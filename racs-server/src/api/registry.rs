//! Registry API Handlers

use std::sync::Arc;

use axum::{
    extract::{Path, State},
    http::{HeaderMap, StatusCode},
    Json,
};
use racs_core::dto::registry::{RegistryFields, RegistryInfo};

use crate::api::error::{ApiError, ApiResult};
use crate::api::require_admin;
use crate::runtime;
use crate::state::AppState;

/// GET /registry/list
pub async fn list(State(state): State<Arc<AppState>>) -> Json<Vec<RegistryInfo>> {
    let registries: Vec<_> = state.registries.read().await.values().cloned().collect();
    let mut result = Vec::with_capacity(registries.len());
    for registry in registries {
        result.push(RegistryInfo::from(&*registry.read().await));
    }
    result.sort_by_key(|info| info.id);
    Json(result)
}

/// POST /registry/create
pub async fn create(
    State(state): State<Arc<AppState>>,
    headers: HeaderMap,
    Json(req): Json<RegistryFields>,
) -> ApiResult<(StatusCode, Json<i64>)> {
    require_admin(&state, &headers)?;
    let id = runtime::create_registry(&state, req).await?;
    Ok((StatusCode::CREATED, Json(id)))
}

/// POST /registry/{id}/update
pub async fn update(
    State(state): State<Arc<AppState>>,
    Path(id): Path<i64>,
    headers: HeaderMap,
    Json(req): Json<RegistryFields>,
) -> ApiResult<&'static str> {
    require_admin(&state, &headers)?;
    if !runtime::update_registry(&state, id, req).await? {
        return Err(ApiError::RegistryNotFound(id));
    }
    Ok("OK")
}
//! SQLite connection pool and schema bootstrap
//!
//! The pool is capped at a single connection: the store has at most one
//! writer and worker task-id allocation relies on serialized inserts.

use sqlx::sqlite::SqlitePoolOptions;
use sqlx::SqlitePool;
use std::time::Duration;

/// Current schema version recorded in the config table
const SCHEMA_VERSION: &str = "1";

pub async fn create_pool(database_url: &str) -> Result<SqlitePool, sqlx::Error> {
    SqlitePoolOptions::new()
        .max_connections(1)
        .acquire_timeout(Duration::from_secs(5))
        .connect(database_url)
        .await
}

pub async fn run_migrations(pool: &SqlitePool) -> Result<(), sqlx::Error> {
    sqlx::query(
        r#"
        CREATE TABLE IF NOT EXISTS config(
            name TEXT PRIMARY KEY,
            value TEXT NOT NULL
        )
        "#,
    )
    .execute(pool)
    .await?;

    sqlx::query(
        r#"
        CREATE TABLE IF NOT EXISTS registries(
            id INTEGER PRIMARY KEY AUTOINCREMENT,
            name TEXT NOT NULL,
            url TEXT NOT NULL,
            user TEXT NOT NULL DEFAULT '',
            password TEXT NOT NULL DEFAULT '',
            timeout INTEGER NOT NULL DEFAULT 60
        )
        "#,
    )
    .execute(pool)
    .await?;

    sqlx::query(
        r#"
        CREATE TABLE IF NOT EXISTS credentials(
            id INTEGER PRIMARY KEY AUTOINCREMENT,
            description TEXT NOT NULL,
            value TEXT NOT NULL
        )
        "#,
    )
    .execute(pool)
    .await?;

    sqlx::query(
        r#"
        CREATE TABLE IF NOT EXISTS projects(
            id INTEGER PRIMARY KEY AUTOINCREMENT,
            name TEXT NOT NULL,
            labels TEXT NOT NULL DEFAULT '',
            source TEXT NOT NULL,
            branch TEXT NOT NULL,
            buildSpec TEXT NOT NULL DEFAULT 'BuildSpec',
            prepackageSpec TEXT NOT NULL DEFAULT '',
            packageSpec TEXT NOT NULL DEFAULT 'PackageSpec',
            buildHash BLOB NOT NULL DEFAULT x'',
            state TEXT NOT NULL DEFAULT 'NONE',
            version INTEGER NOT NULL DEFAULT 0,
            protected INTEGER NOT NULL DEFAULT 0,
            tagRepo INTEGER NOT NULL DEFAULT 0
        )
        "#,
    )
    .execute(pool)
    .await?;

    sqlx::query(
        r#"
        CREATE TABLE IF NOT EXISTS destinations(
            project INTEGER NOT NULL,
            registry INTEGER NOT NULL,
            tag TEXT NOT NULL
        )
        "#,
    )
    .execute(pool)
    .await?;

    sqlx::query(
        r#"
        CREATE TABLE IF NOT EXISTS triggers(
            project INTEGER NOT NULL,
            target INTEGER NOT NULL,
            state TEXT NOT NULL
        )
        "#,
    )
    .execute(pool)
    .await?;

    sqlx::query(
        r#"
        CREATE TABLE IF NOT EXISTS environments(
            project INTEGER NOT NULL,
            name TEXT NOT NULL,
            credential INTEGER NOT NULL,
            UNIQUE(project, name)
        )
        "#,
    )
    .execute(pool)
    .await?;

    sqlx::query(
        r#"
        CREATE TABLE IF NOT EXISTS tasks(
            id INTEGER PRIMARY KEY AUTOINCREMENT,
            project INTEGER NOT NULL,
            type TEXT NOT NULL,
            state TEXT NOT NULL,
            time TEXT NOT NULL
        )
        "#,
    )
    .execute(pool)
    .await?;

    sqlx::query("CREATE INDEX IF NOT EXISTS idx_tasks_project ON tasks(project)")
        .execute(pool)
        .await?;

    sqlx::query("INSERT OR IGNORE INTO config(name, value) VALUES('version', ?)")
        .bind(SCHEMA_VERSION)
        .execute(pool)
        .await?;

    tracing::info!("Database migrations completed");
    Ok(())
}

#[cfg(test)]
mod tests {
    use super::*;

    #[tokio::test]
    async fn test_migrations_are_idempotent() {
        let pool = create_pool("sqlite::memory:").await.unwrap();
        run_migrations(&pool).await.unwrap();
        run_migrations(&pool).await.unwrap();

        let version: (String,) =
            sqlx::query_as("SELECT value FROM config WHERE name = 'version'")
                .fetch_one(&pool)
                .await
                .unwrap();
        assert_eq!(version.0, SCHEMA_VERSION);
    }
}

Assignment: Using the data above, repeat every line exactly.

Result:
filename racs-server/src/api/registry.rs
//! Registry API Handlers

use std::sync::Arc;

use axum::{
    extract::{Path, State},
    http::{HeaderMap, StatusCode},
    Json,
};
use racs_core::dto::registry::{RegistryFields, RegistryInfo};

use crate::api::error::{ApiError, ApiResult};
use crate::api::require_admin;
use crate::runtime;
use crate::state::AppState;

/// GET /registry/list
pub async fn list(State(state): State<Arc<AppState>>) -> Json<Vec<RegistryInfo>> {
    let registries: Vec<_> = state.registries.read().await.values().cloned().collect();
    let mut result = Vec::with_capacity(registries.len());
    for registry in registries {
        result.push(RegistryInfo::from(&*registry.read().await));
    }
    result.sort_by_key(|info| info.id);
    Json(result)
}

/// POST /registry/create
pub async fn create(
    State(state): State<Arc<AppState>>,
    headers: HeaderMap,
    Json(req): Json<RegistryFields>,
) -> ApiResult<(StatusCode, Json<i64>)> {
    require_admin(&state, &headers)?;
    let id = runtime::create_registry(&state, req).await?;
    Ok((StatusCode::CREATED, Json(id)))
}

/// POST /registry/{id}/update
pub async fn update(
    State(state): State<Arc<AppState>>,
    Path(id): Path<i64>,
    headers: HeaderMap,
    Json(req): Json<RegistryFields>,
) -> ApiResult<&'static str> {
    require_admin(&state, &headers)?;
    if !runtime::update_registry(&state, id, req).await? {
        return Err(ApiError::RegistryNotFound(id));
    }
    Ok("OK")
}
//! SQLite connection pool and schema bootstrap
//!
//! The pool is capped at a single connection: the store has at most one
//! writer and worker task-id allocation relies on serialized inserts.

use sqlx::sqlite::SqlitePoolOptions;
use sqlx::SqlitePool;
use std::time::Duration;

/// Current schema version recorded in the config table
const SCHEMA_VERSION: &str = "1";

pub async fn create_pool(database_url: &str) -> Result<SqlitePool, sqlx::Error> {
    SqlitePoolOptions::new()
        .max_connections(1)
        .acquire_timeout(Duration::from_secs(5))
        .connect(database_url)
        .await
}

pub async fn run_migrations(pool: &SqlitePool) -> Result<(), sqlx::Error> {
    sqlx::query(
        r#"
        CREATE TABLE IF NOT EXISTS config(
            name TEXT PRIMARY KEY,
            value TEXT NOT NULL
        )
        "#,
    )
    .execute(pool)
    .await?;

    sqlx::query(
        r#"
        CREATE TABLE IF NOT EXISTS registries(
            id INTEGER PRIMARY KEY AUTOINCREMENT,
            name TEXT NOT NULL,
            url TEXT NOT NULL,
            user TEXT NOT NULL DEFAULT '',
            password TEXT NOT NULL DEFAULT '',
            timeout INTEGER NOT NULL DEFAULT 60
        )
        "#,
    )
    .execute(pool)
    .await?;

    sqlx::query(
        r#"
        CREATE TABLE IF NOT EXISTS credentials(
            id INTEGER PRIMARY KEY AUTOINCREMENT,
            description TEXT NOT NULL,
            value TEXT NOT NULL
        )
        "#,
    )
    .execute(pool)
    .await?;

    sqlx::query(
        r#"
        CREATE TABLE IF NOT EXISTS projects(
            id INTEGER PRIMARY KEY AUTOINCREMENT,
            name TEXT NOT NULL,
            labels TEXT NOT NULL DEFAULT '',
            source TEXT NOT NULL,
            branch TEXT NOT NULL,
            buildSpec TEXT NOT NULL DEFAULT 'BuildSpec',
            prepackageSpec TEXT NOT NULL DEFAULT '',
            packageSpec TEXT NOT NULL DEFAULT 'PackageSpec',
            buildHash BLOB NOT NULL DEFAULT x'',
            state TEXT NOT NULL DEFAULT 'NONE',
            version INTEGER NOT NULL DEFAULT 0,
            protected INTEGER NOT NULL DEFAULT 0,
            tagRepo INTEGER NOT NULL DEFAULT 0
        )
        "#,
    )
    .execute(pool)
    .await?;

    sqlx::query(
        r#"
        CREATE TABLE IF NOT EXISTS destinations(
            project INTEGER NOT NULL,
            registry INTEGER NOT NULL,
            tag TEXT NOT NULL
        )
        "#,
    )
    .execute(pool)
    .await?;

    sqlx::query(
        r#"
        CREATE TABLE IF NOT EXISTS triggers(
            project INTEGER NOT NULL,
            target INTEGER NOT NULL,
            state TEXT NOT NULL
        )
        "#,
    )
    .execute(pool)
    .await?;

    sqlx::query(
        r#"
        CREATE TABLE IF NOT EXISTS environments(
            project INTEGER NOT NULL,
            name TEXT NOT NULL,
            credential INTEGER NOT NULL,
            UNIQUE(project, name)
        )
        "#,
    )
    .execute(pool)
    .await?;

    sqlx::query(
        r#"
        CREATE TABLE IF NOT EXISTS tasks(
            id INTEGER PRIMARY KEY AUTOINCREMENT,
            project INTEGER NOT NULL,
            type TEXT NOT NULL,
            state TEXT NOT NULL,
            time TEXT NOT NULL
        )
        "#,
    )
    .execute(pool)
    .await?;

    sqlx::query("CREATE INDEX IF NOT EXISTS idx_tasks_project ON tasks(project)")
        .execute(pool)
        .await?;

    sqlx::query("INSERT OR IGNORE INTO config(name, value) VALUES('version', ?)")
        .bind(SCHEMA_VERSION)
        .execute(pool)
        .await?;

    tracing::info!("Database migrations completed");
    Ok(())
}

#[cfg(test)]
mod tests {
    use super::*;

    #[tokio::test]
    async fn test_migrations_are_idempotent() {
        let pool = create_pool("sqlite::memory:").await.unwrap();
        run_migrations(&pool).await.unwrap();
        run_migrations(&pool).await.unwrap();

        let version: (String,) =
            sqlx::query_as("SELECT value FROM config WHERE name = 'version'")
                .fetch_one(&pool)
                .await
                .unwrap();
        assert_eq!(version.0, SCHEMA_VERSION);
    }
}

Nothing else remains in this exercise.